Posted: 02 Mar 2015, 10:22
by Tizer
How can I word this diplomatically? Most people are now much better insulated then in the past, even if they walked about naked.

Re: THE FLATLEY DRYER

Posted: 02 Mar 2015, 19:17
by David Whipp
Here! Here!

(In more than one sense!)

Re: THE FLATLEY DRYER

Posted: 02 Mar 2015, 21:43
by plaques
Richard Dawkins suggested that the reason for apes becoming 'naked' was down to sexual attraction. He didn't say which sex started the ball rolling (no pun intended), probably both in equal measure.
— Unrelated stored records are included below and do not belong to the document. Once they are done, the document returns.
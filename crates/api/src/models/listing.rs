//! Pagination and sort direction shared by list endpoints.

use serde::{Deserialize, Serialize};

/// Sort direction for `ORDER BY` clauses.
#[derive(Debug, Clone, Copy, PartialEq, Eq, Default, Deserialize)]
#[serde(rename_all = "lowercase")]
pub enum SortDirection {
    Asc,
    #[default]
    Desc,
}

impl SortDirection {
    /// SQL keyword for this direction.
    #[must_use]
    pub const fn as_sql(self) -> &'static str {
        match self {
            Self::Asc => "ASC",
            Self::Desc => "DESC",
        }
    }
}

/// A validated page request.
///
/// `page` is 1-based and `limit` is clamped to `1..=MAX_LIMIT`.
#[derive(Debug, Clone, Copy, PartialEq, Eq)]
pub struct Page {
    page: u32,
    limit: u32,
}

impl Page {
    pub const DEFAULT_LIMIT: u32 = 20;
    pub const MAX_LIMIT: u32 = 100;

    #[must_use]
    pub fn new(page: Option<u32>, limit: Option<u32>) -> Self {
        Self {
            page: page.unwrap_or(1).max(1),
            limit: limit
                .unwrap_or(Self::DEFAULT_LIMIT)
                .clamp(1, Self::MAX_LIMIT),
        }
    }

    #[must_use]
    pub fn limit(&self) -> i64 {
        i64::from(self.limit)
    }

    #[must_use]
    pub fn offset(&self) -> i64 {
        (i64::from(self.page) - 1) * i64::from(self.limit)
    }

    /// Number of pages needed for `total` rows.
    #[must_use]
    pub fn total_pages(&self, total: i64) -> i64 {
        if total <= 0 {
            return 0;
        }
        let limit = i64::from(self.limit);
        (total + limit - 1) / limit
    }
}

impl Default for Page {
    fn default() -> Self {
        Self::new(None, None)
    }
}

/// A page of results with the total page count.
#[derive(Debug, Serialize)]
pub struct Paginated<T> {
    pub data: Vec<T>,
    pub total_pages: i64,
}

impl<T> Paginated<T> {
    #[must_use]
    pub const fn empty() -> Self {
        Self {
            data: Vec::new(),
            total_pages: 0,
        }
    }
}

#[cfg(test)]
mod tests {
    use super::*;

    #[test]
    fn test_page_defaults() {
        let page = Page::default();
        assert_eq!(page.limit(), 20);
        assert_eq!(page.offset(), 0);
    }

    #[test]
    fn test_page_clamps_limit_and_page() {
        let page = Page::new(Some(0), Some(1000));
        assert_eq!(page.limit(), 100);
        assert_eq!(page.offset(), 0);

        let page = Page::new(Some(3), Some(0));
        assert_eq!(page.limit(), 1);
        assert_eq!(page.offset(), 2);
    }

    #[test]
    fn test_total_pages_rounds_up() {
        let page = Page::new(Some(1), Some(20));
        assert_eq!(page.total_pages(0), 0);
        assert_eq!(page.total_pages(20), 1);
        assert_eq!(page.total_pages(21), 2);
    }

    #[test]
    fn test_direction_sql() {
        assert_eq!(SortDirection::Asc.as_sql(), "ASC");
        assert_eq!(SortDirection::default().as_sql(), "DESC");
    }
}
//! Authentication extractors.
//!
//! A request is authenticated by the session cookie first, then by an
//! `Authorization: Bearer <id token>` header verified with the identity
//! provider. Either way handlers receive the same [`CurrentUser`].

use axum::{
    extract::FromRequestParts,
    http::{header::AUTHORIZATION, request::Parts},
};
use tower_sessions::Session;

use crate::db::UserRepository;
use crate::error::AppError;
use crate::models::{CurrentUser, session_keys};
use crate::services::identity::IdentityError;
use crate::state::AppState;

/// Extractor that requires an authenticated user.
///
/// Rejects with 401 and `{"message": ...}` when neither the session nor a
/// bearer token identifies a user.
///
/// # Example
///
/// ```rust,ignore
/// async fn profile(RequireAuth(user): RequireAuth) -> impl IntoResponse {
///     format!("Hello, {}!", user.display_name)
/// }
/// ```
pub struct RequireAuth(pub CurrentUser);

fn unauthorized() -> AppError {
    AppError::Unauthorized("Authentication required".to_string())
}

fn bearer_token(parts: &Parts) -> Option<&str> {
    parts
        .headers
        .get(AUTHORIZATION)
        .and_then(|v| v.to_str().ok())
        .and_then(|v| v.strip_prefix("Bearer "))
        .map(str::trim)
        .filter(|t| !t.is_empty())
}

/// Resolve a bearer token to a user: verify it, then load the profile row.
async fn user_from_token(state: &AppState, token: &str) -> Result<CurrentUser, AppError> {
    let verified = state
        .identity()
        .verify_id_token(token)
        .await
        .map_err(|e| match e {
            IdentityError::InvalidToken => unauthorized(),
            other => other.into(),
        })?;

    let profile = UserRepository::new(state.pool())
        .get_profile(&verified.uid)
        .await?
        .ok_or_else(unauthorized)?;

    Ok(CurrentUser {
        uid: profile.user_id,
        email: profile.email,
        phone_number: profile.phone_number,
        display_name: profile.display_name,
        role: verified.claims.role,
        verified: verified.claims.verified,
    })
}

impl FromRequestParts<AppState> for RequireAuth {
    type Rejection = AppError;

    async fn from_request_parts(
        parts: &mut Parts,
        state: &AppState,
    ) -> Result<Self, Self::Rejection> {
        if let Some(session) = parts.extensions.get::<Session>()
            && let Some(user) = session
                .get::<CurrentUser>(session_keys::CURRENT_USER)
                .await
                .ok()
                .flatten()
        {
            return Ok(Self(user));
        }

        let token = bearer_token(parts).ok_or_else(unauthorized)?;
        let user = user_from_token(state, token).await?;

        tracing::Span::current().record("user_id", user.uid.as_str());
        Ok(Self(user))
    }
}

/// Extractor that requires an authenticated admin.
///
/// Rejects with 401 when unauthenticated and 403 for non-admins.
pub struct RequireAdmin(pub CurrentUser);

impl FromRequestParts<AppState> for RequireAdmin {
    type Rejection = AppError;

    async fn from_request_parts(
        parts: &mut Parts,
        state: &AppState,
    ) -> Result<Self, Self::Rejection> {
        let RequireAuth(user) = RequireAuth::from_request_parts(parts, state).await?;
        if !user.is_admin() {
            return Err(AppError::Forbidden("Admin access required".to_string()));
        }
        Ok(Self(user))
    }
}

/// Helper to set the current user in the session.
///
/// # Errors
///
/// Returns an error if the session cannot be modified.
pub async fn set_current_user(
    session: &Session,
    user: &CurrentUser,
) -> Result<(), tower_sessions::session::Error> {
    session.insert(session_keys::CURRENT_USER, user).await
}

/// Helper to clear the session (logout).
///
/// # Errors
///
/// Returns an error if the session cannot be flushed.
pub async fn clear_current_user(session: &Session) -> Result<(), tower_sessions::session::Error> {
    session.flush().await
}

#[cfg(test)]
#[allow(clippy::unwrap_used)]
mod tests {
    use axum::http::Request;

    use super::*;

    fn parts(authorization: Option<&str>) -> Parts {
        let mut builder = Request::builder().uri("/user");
        if let Some(value) = authorization {
            builder = builder.header(AUTHORIZATION, value);
        }
        builder.body(()).unwrap().into_parts().0
    }

    #[test]
    fn test_bearer_token_parsing() {
        assert_eq!(bearer_token(&parts(Some("Bearer abc.def"))), Some("abc.def"));
        assert_eq!(bearer_token(&parts(Some("Bearer "))), None);
        assert_eq!(bearer_token(&parts(Some("Basic dXNlcg=="))), None);
        assert_eq!(bearer_token(&parts(None)), None);
    }
}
Donning a crombie as against wearing shorts may have Freudian implications but I think its damned good common sense.

Re: THE FLATLEY DRYER

Posted: 03 Mar 2015, 04:26
by Stanley
P, I'll go with that! I've done my share of sexual attraction, on the whole, the Crombie causes less trouble. Time for a notorious pic I think....

Image

Flying my kite at Laguna Beach. Only 34 years ago...... Speedo and a pipe......
A quotation from a Bernard Shaw play comes to mind, speaking of a woman one of his male characters says; "She has about her the remains of a fine woman"......

Re: THE FLATLEY DRYER

Posted: 04 Mar 2015, 09:46
by Tizer
Perhaps Stanley could look like that again...take a look at this report on `The art of before-and-after pictures'. The difference between the two pairs of photos is only two hours!
http://www.bbc.co.uk/news/blogs-magazin ... r-31638187
(Although I wish they'd displayed the photos in the correct order - it looks like the man turned into a woman and vice versa.)

Re: THE FLATLEY DRYER

Posted: 05 Mar 2015, 06:13
by Stanley
I doubt it Tiz.... Those days have long gone.....

Re: THE FLATLEY DRYER

Posted: 06 Mar 2015, 06:13
by Stanley
I was once told that up to the age of 40 we have the face we were born with, after that we have the one we deserve. I suppose this applies to bodies as well.... Oh Dear!

Re: THE FLATLEY DRYER

Posted: 07 Mar 2015, 04:55
by Stanley
That reminds me of something my mother used to say when we were going round with a miserable face on. "If you go out in an East wind with that face it will stay that way!"

Re: THE FLATLEY DRYER

Posted: 08 Mar 2015, 05:49
by Stanley
Image

Public transport in Stockport in about 1950. I used this service for many years to go to school and old-fashioned as it looks, it was a very efficient system. This tram is heading up Wellington Road, south towards Hazel grove, the terminus of the line. Heading north the tracks extended into Manchester, I suppose this was over 15 miles. In the days when car ownership was rare, this was an essential service which shaped industry and the growth of the suburbs.

Re: THE FLATLEY DRYER

Posted: 10 Mar 2015, 06:43
by Stanley
We walked a lot more in 1950 than we do now. My mother thought nothing of setting off pushing the pram to visit her sister seven miles away at Dukinfield. Then she walked back! Walking distances like this were common, she wasn't eccentric, just poor.

Re: THE FLATLEY DRYER

Posted: 10 Mar 2015, 10:00
by Tizer
People in this village used to walk that distance to visit their relatives on Sundays in the local town. I don't know if the townies did the same!

Re: THE FLATLEY DRYER

Posted: 11 Mar 2015, 05:08
by Stanley
I think they would do Tiz, it was the only way you could get there! There's a story about Blind Jack of Knaresborough (Yorkshire) the famous road builder. He set off to walk to London and was offered a lift in a carriage by a local magnate who was going there as well. Jack refused politely giving as his excuse the fact that he was in a hurry.... He knew he'd be faster on foot than by carriage....

Re: THE FLATLEY DRYER

Posted: 12 Mar 2015, 06:05
by Stanley
Can anyone remember when hand carts were a common sight on our streets? Some rag bone men still used them as late as the war years. Small builders and other tradesmen used them. Walt Fisher talks of going with the handcart to the Foundry at Ouzledale mill on Longfield Lane to collect castings. See his transcripts in the LTP. This was after the Great War.